#### WHAT YOU NEED TO DO:
Where a line holds the word "NoCompanies", copy it from the records.
Segment Start: SOURCE MATERIAL
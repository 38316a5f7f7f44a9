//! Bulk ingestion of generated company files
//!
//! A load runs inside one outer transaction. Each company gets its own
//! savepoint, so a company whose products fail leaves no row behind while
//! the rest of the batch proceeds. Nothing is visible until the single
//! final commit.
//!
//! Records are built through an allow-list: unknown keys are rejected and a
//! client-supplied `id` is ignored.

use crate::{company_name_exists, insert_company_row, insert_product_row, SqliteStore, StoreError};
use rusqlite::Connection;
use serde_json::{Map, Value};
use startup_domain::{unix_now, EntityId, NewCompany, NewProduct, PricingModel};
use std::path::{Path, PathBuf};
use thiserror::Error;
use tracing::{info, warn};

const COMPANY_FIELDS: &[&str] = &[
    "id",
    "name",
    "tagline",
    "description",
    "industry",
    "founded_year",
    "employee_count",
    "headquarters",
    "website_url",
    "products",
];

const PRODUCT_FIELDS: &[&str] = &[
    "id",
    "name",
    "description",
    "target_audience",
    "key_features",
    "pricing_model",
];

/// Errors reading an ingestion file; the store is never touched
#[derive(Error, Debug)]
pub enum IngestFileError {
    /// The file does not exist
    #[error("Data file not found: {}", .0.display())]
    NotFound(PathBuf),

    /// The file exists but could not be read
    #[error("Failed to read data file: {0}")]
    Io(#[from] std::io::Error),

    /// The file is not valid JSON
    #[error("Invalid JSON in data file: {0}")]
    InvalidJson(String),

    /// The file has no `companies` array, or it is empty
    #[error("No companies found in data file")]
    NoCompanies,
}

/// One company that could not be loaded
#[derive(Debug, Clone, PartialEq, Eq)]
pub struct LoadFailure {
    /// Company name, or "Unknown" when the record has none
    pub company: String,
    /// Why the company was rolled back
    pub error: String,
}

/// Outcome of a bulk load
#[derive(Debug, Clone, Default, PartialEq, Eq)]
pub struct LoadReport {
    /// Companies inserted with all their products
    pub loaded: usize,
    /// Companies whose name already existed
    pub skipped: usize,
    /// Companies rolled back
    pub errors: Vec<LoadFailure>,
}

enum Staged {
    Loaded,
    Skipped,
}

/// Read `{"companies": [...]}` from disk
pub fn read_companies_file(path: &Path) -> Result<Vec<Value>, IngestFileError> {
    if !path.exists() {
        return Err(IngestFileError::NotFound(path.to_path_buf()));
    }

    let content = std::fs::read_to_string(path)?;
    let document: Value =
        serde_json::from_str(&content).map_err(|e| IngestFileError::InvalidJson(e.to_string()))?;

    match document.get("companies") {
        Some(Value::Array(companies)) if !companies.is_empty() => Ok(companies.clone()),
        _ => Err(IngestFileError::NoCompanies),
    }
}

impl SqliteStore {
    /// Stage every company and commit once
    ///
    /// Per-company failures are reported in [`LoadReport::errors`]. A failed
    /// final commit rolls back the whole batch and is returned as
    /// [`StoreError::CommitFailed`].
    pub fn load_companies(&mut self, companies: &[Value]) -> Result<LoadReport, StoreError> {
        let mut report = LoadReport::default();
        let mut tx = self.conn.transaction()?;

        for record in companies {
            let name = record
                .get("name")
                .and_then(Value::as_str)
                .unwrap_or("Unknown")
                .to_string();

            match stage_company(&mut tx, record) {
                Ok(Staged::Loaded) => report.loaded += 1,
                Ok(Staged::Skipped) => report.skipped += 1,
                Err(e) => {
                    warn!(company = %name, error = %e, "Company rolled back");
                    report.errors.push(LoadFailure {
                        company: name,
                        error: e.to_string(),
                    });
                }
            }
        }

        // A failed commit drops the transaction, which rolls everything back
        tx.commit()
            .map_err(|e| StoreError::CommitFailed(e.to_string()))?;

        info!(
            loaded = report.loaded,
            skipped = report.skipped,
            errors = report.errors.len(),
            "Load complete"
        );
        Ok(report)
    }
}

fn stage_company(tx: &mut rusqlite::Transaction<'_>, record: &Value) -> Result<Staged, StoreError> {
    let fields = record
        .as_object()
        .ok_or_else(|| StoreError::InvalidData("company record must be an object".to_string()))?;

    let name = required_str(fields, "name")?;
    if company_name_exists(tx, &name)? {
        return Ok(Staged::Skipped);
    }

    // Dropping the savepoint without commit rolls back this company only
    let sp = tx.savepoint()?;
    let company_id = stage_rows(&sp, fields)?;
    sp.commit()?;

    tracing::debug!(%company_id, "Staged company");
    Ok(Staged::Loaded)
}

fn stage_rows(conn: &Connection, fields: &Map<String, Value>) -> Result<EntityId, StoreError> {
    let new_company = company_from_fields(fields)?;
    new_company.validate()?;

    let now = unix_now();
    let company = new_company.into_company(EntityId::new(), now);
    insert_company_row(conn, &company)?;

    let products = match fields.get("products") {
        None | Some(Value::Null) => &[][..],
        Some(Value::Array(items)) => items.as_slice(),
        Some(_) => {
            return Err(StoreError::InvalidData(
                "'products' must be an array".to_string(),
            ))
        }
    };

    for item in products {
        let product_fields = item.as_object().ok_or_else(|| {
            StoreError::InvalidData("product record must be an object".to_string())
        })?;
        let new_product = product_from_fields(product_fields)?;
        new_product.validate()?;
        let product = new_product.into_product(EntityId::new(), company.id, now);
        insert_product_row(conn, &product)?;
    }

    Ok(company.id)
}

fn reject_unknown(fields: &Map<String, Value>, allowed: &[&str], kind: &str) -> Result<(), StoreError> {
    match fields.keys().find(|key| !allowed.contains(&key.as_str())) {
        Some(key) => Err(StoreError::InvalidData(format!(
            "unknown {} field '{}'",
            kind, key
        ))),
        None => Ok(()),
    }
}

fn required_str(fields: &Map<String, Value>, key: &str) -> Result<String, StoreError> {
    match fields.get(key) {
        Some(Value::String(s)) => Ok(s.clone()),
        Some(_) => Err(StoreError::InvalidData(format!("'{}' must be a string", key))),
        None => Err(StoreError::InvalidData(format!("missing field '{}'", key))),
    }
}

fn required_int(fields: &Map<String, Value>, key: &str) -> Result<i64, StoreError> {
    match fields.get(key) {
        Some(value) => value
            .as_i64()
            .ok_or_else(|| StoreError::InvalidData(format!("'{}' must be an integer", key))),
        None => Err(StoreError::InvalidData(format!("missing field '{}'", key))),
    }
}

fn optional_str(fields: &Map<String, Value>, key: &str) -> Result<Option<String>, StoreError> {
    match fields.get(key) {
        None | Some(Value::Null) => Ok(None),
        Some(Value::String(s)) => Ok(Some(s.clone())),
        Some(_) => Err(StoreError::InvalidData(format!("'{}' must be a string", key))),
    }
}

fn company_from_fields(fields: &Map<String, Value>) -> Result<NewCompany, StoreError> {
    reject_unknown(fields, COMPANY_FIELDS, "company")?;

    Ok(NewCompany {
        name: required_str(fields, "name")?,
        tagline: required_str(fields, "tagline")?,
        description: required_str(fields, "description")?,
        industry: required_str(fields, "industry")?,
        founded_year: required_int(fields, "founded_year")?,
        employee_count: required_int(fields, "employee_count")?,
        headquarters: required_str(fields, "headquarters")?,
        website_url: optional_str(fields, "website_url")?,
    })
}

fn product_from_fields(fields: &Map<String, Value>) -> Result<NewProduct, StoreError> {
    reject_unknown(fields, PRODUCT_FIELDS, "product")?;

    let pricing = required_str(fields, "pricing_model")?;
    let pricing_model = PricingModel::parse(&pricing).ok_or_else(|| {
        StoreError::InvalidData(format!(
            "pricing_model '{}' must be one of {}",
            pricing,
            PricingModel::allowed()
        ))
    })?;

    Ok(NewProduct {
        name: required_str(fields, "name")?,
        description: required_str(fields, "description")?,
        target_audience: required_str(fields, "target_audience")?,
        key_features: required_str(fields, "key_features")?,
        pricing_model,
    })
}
Segment End: SOURCE MATERIAL
#### RESULT FOR THIS TASK:
    NoCompanies,
        _ => Err(IngestFileError::NoCompanies),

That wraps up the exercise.